*Dataset extract*:

//! picacomic ("bika") API.
//!
//! Every call is signed with an HMAC-SHA256 over the lowercased
//! concatenation of path-with-query (no leading slash), timestamp,
//! nonce, HTTP method and a fixed API key, sent as request headers.
//! Authenticated calls additionally carry a session token obtained from
//! `auth/sign-in`; the token is a JWT whose `exp` is checked before
//! reuse, and refresh is serialized behind a mutex so concurrent
//! requests never trigger redundant logins.

use chrono::Utc;
use hmac::{Hmac, Mac};
use jsonwebtoken::{Algorithm, DecodingKey, Validation};
use md5::{Digest, Md5};
use reqwest::header::{HeaderMap, HeaderValue};
use serde::{Deserialize, Serialize};
use serde_json::{json, Value};
use sha2::Sha256;
use tokio::sync::Mutex;
use tracing::info;

use crate::error::AppError;
use crate::net::{ensure_success, read_text, HttpClient, RetryPolicy};
use crate::parse;
use crate::url::{self, Params};

const DIGEST_KEY: &[u8] = b"~d}$Q7$eIni=V)9\\RK/P.RM4;9[7|@/CA}b~OW!3?EV`:<>M7pddUBL5n|0/*Cn";
const API_KEY: &str = "C69BAF41DA5ABD1FFEDC6D2FEA56B";
const API_HOST: &str = "https://picaapi.picacomic.com/";

/// Fixed client identity headers the upstream expects on every request.
pub fn default_headers() -> HeaderMap {
    let mut headers = HeaderMap::new();
    headers.insert("API-Key", HeaderValue::from_static(API_KEY));
    headers.insert("App-Channel", HeaderValue::from_static("2"));
    headers.insert("App-Version", HeaderValue::from_static("2.2.1.2.3.3"));
    headers.insert("App-Build-Version", HeaderValue::from_static("44"));
    headers.insert("App-UUID", HeaderValue::from_static("defaultUuid"));
    headers.insert(
        "Accept",
        HeaderValue::from_static("application/vnd.picacomic.com.v1+json"),
    );
    headers.insert("App-Platform", HeaderValue::from_static("android"));
    headers.insert("User-Agent", HeaderValue::from_static("okhttp/3.8.1"));
    headers.insert(
        "Content-Type",
        HeaderValue::from_static("application/json; charset=UTF-8"),
    );
    headers
}

/// HMAC-SHA256 hex over the lowercased signing string.
pub fn signature(path_and_query: &str, time: &str, nonce: &str, method: &str) -> String {
    let message = format!(
        "{}{time}{nonce}{method}{API_KEY}",
        path_and_query.trim_start_matches('/')
    )
    .to_lowercase();
    let mut mac =
        Hmac::<Sha256>::new_from_slice(DIGEST_KEY).expect("HMAC accepts any key length");
    mac.update(message.as_bytes());
    hex::encode(mac.finalize().into_bytes())
}

fn token_expired(token: &str) -> bool {
    #[derive(Deserialize)]
    struct Claims {
        exp: i64,
    }
    let mut validation = Validation::new(Algorithm::HS256);
    validation.insecure_disable_signature_validation();
    validation.validate_exp = false;
    match jsonwebtoken::decode::<Claims>(token, &DecodingKey::from_secret(&[]), &validation) {
        Ok(data) => data.claims.exp <= Utc::now().timestamp(),
        Err(_) => true,
    }
}

#[derive(Debug, Clone, Copy, Serialize, Deserialize)]
pub enum ResultSort {
    #[serde(rename = "dd")]
    DateDescending,
    #[serde(rename = "da")]
    DateAscending,
    #[serde(rename = "ld")]
    LikeDescending,
    #[serde(rename = "vd")]
    ViewsDescending,
}

impl ResultSort {
    fn as_str(self) -> &'static str {
        match self {
            ResultSort::DateDescending => "dd",
            ResultSort::DateAscending => "da",
            ResultSort::LikeDescending => "ld",
            ResultSort::ViewsDescending => "vd",
        }
    }
}

pub struct BikaClient {
    http: HttpClient,
    retry: RetryPolicy,
    account: Option<(String, String)>,
    token: Mutex<Option<String>>,
}

impl BikaClient {
    pub fn new(http: HttpClient, email: Option<String>, password: Option<String>) -> Self {
        Self {
            http,
            retry: RetryPolicy::default(),
            account: email.zip(password),
            token: Mutex::new(None),
        }
    }

    async fn request(
        &self,
        path: &str,
        params: &Params,
        body: Option<Value>,
        token: Option<&str>,
    ) -> Result<Value, AppError> {
        let url = url::build(API_HOST, path, params);
        let path_and_query = match url.query() {
            Some(query) => format!("{}?{query}", url.path()),
            None => url.path().to_string(),
        };
        let time = Utc::now().timestamp().to_string();
        let nonce = hex::encode(Md5::digest(time.as_bytes()));
        let method = if body.is_some() { "POST" } else { "GET" };
        let sign = signature(&path_and_query, &time, &nonce, method);

        let mut request = match &body {
            Some(_) => self.http.client().post(url),
            None => self.http.client().get(url),
        };
        request = request
            .header("Authorization", token.unwrap_or(""))
            .header("Time", &time)
            .header("Nonce", &nonce)
            .header("Image-Quality", "medium")
            .header("Signature", &sign);
        if let Some(body) = body {
            request = request.json(&body);
        }
        let response = self.http.send_retrying(request, &self.retry).await?;
        let response = ensure_success(response).await?;
        let text = read_text(response).await?;
        parse::loose_json(&text)
    }

    /// Returns a token with a still-valid `exp`, logging in when there
    /// is none. Held behind the mutex for the whole check-or-refresh.
    async fn session_token(&self) -> Result<String, AppError> {
        let mut guard = self.token.lock().await;
        if let Some(token) = guard.as_deref() {
            if !token_expired(token) {
                return Ok(token.to_string());
            }
        }
        let (email, password) = self.account.as_ref().ok_or_else(|| {
            AppError::client_side(401, "bika account credentials are not configured")
        })?;
        info!("signing in to bika");
        let result = self
            .request(
                "auth/sign-in",
                &Params::new(),
                Some(json!({"email": email, "password": password})),
                None,
            )
            .await?;
        let token = result
            .get("data")
            .and_then(|data| data.get("token"))
            .and_then(Value::as_str)
            .ok_or_else(|| {
                AppError::upstream("bika sign-in response carried no token".to_string())
            })?
            .to_string();
        *guard = Some(token.clone());
        Ok(token)
    }

    async fn authed(&self, path: &str, params: Params, body: Option<Value>) -> Result<Value, AppError> {
        let token = self.session_token().await?;
        self.request(path, &params, body, Some(&token)).await
    }

    pub async fn collections(&self) -> Result<Value, AppError> {
        self.authed("collections", Params::new(), None).await
    }

    pub async fn categories(&self) -> Result<Value, AppError> {
        self.authed("categories", Params::new(), None).await
    }

    pub async fn keywords(&self) -> Result<Value, AppError> {
        self.authed("keywords", Params::new(), None).await
    }

    pub async fn advanced_search(
        &self,
        keyword: &str,
        page: i64,
        sort: ResultSort,
    ) -> Result<Value, AppError> {
        let mut params = Params::new();
        params.insert("page", page);
        params.insert("s", sort.as_str());
        let body = json!({"keyword": keyword, "sort": sort.as_str()});
        self.authed("comics/advanced-search", params, Some(body)).await
    }
}

#[cfg(test)]
mod tests {
    use base64::prelude::*;

    use super::*;

    #[test]
    fn signature_matches_known_digest() {
        assert_eq!(
            signature("comics/leaderboard", "1640995200", "abc123", "GET"),
            "acecae466eed361c87bbca655e8cca033353839cfdd2f0adc6ade11345edc07a"
        );
    }

    #[test]
    fn signature_covers_the_query_and_ignores_the_leading_slash() {
        let sign = signature("/comics?page=1", "1640995200", "abc123", "GET");
        assert_eq!(
            sign,
            "eb60fdbaa28ebf033eaa48a2c146ed1bfa68b34b445f6e609a0a662dc5ac86dc"
        );
        assert_eq!(sign, signature("comics?page=1", "1640995200", "abc123", "get"));
    }

    fn fake_jwt(exp: i64) -> String {
        let header = BASE64_URL_SAFE_NO_PAD.encode(br#"{"alg":"HS256","typ":"JWT"}"#);
        let claims = BASE64_URL_SAFE_NO_PAD
            .encode(serde_json::to_vec(&serde_json::json!({"exp": exp})).unwrap());
        format!("{header}.{claims}.c2ln")
    }

    #[test]
    fn fresh_tokens_are_reused_and_stale_ones_dropped() {
        let now = Utc::now().timestamp();
        assert!(!token_expired(&fake_jwt(now + 3600)));
        assert!(token_expired(&fake_jwt(now - 1)));
        assert!(token_expired("not-a-jwt"));
    }

    #[test]
    fn sort_values_use_the_wire_abbreviations() {
        let sort: ResultSort = serde_json::from_str("\"dd\"").unwrap();
        assert_eq!(sort.as_str(), "dd");
        assert_eq!(
            serde_json::to_string(&ResultSort::ViewsDescending).unwrap(),
            "\"vd\""
        );
    }
}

*Task*: The lines holding the word "behind" are the answer. Find them in the entries and copy them.

*Reply to the task*:
//! reuse, and refresh is serialized behind a mutex so concurrent
    /// is none. Held behind the mutex for the whole check-or-refresh.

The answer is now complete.